Saved data entries
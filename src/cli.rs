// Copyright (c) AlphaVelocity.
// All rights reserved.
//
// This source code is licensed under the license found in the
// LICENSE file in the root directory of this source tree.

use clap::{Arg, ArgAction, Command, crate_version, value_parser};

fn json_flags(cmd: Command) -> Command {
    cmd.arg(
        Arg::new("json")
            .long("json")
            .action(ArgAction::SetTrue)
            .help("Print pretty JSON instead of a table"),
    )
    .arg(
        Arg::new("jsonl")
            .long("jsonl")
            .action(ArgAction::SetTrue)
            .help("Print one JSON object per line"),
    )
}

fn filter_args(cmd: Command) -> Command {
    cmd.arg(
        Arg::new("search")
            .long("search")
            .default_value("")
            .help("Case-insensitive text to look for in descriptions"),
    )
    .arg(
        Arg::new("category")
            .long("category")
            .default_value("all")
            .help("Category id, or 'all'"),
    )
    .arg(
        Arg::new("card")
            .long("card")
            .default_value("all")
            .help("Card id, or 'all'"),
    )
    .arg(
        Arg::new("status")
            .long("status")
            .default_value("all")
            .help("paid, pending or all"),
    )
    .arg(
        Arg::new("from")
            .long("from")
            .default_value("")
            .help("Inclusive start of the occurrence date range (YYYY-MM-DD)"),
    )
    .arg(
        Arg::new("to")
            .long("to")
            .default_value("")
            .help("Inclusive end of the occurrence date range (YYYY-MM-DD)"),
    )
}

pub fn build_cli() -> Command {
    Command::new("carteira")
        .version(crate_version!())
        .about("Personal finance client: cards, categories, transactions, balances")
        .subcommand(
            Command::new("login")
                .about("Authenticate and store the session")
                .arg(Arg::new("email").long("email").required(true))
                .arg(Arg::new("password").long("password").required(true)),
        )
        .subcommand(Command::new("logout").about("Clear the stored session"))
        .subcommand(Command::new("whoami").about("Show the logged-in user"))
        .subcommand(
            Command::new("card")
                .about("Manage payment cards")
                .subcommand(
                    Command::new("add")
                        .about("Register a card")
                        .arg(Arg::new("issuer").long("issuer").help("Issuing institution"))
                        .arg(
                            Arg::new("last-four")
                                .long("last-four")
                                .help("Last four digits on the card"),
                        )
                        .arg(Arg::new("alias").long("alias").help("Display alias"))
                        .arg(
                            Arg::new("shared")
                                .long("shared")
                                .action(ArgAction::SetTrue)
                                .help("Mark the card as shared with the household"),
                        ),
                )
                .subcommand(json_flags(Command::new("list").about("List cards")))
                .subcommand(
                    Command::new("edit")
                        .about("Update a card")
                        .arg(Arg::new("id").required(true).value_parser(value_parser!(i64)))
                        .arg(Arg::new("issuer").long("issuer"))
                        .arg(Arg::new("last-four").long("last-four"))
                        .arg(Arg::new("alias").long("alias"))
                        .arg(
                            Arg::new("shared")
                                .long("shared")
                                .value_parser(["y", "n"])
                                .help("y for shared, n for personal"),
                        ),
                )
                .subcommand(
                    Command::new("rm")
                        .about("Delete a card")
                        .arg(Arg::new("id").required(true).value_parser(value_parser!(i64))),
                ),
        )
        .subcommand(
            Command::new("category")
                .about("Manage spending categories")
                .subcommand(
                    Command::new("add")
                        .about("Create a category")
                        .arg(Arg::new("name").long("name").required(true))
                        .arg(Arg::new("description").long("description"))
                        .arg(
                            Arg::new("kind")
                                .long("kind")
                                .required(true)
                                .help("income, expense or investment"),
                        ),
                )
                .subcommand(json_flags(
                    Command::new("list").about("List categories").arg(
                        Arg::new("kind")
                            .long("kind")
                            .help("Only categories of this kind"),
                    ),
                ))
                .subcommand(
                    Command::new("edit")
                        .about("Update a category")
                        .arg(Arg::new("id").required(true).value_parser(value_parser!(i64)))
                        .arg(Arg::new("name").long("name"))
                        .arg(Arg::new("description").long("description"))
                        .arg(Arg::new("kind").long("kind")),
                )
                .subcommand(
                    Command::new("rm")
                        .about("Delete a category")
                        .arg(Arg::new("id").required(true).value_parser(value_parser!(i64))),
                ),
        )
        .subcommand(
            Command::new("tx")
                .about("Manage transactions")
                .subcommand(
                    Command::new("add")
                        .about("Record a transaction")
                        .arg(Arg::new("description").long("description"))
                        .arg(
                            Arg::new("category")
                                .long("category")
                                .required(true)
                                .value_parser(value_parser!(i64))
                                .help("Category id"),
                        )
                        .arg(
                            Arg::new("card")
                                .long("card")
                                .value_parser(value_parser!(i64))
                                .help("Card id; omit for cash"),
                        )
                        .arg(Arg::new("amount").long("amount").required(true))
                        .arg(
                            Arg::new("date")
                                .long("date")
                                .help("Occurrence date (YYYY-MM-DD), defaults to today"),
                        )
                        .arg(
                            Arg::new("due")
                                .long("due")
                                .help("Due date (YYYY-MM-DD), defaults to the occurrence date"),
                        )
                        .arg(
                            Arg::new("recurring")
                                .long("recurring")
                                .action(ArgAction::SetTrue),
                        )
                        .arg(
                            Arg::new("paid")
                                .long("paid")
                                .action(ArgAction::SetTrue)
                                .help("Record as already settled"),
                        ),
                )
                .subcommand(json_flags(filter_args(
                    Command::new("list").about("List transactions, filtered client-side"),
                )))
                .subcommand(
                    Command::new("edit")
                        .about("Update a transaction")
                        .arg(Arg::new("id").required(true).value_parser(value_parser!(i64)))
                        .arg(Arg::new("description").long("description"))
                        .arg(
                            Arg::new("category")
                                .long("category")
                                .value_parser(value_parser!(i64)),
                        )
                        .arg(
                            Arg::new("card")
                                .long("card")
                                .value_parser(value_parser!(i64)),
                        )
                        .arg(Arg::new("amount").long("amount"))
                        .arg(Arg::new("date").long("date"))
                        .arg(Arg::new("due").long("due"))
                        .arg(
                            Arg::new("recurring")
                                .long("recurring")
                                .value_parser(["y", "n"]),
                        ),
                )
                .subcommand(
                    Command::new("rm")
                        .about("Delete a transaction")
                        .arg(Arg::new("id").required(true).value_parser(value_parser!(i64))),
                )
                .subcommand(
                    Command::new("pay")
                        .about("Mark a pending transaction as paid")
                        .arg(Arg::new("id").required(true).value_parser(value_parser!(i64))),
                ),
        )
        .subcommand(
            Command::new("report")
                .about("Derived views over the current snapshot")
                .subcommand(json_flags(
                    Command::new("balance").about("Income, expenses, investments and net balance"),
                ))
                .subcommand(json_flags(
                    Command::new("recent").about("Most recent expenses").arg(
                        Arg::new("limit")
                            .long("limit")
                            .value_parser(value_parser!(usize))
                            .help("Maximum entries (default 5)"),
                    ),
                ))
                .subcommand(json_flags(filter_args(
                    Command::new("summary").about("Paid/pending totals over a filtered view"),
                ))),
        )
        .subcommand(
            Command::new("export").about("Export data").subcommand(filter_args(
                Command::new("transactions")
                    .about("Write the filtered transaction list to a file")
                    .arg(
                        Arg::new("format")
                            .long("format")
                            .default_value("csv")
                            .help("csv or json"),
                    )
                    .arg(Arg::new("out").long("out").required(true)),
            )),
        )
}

==

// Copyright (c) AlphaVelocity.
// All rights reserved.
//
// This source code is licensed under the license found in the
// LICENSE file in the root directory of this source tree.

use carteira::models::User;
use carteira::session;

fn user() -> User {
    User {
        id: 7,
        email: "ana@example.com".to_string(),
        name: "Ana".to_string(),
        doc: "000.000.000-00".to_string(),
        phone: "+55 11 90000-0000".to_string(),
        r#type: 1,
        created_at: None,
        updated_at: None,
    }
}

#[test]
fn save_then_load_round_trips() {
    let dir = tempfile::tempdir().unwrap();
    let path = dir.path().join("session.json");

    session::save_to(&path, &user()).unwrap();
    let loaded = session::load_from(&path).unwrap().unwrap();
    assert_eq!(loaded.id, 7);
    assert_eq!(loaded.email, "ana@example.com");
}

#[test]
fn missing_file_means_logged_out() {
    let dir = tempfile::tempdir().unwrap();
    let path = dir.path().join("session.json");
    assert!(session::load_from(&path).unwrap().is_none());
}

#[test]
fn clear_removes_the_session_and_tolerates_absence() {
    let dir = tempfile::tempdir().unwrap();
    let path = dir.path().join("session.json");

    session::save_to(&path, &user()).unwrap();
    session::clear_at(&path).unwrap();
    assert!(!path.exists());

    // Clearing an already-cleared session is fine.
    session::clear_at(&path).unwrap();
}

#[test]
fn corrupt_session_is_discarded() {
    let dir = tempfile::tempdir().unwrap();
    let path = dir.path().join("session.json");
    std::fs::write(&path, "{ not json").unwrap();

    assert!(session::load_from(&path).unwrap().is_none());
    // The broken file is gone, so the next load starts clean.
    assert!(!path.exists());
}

**Action item**
List every line above that contains the word "Manage".

**Solution to the problem**
                .about("Manage payment cards")
                .about("Manage spending categories")
                .about("Manage transactions")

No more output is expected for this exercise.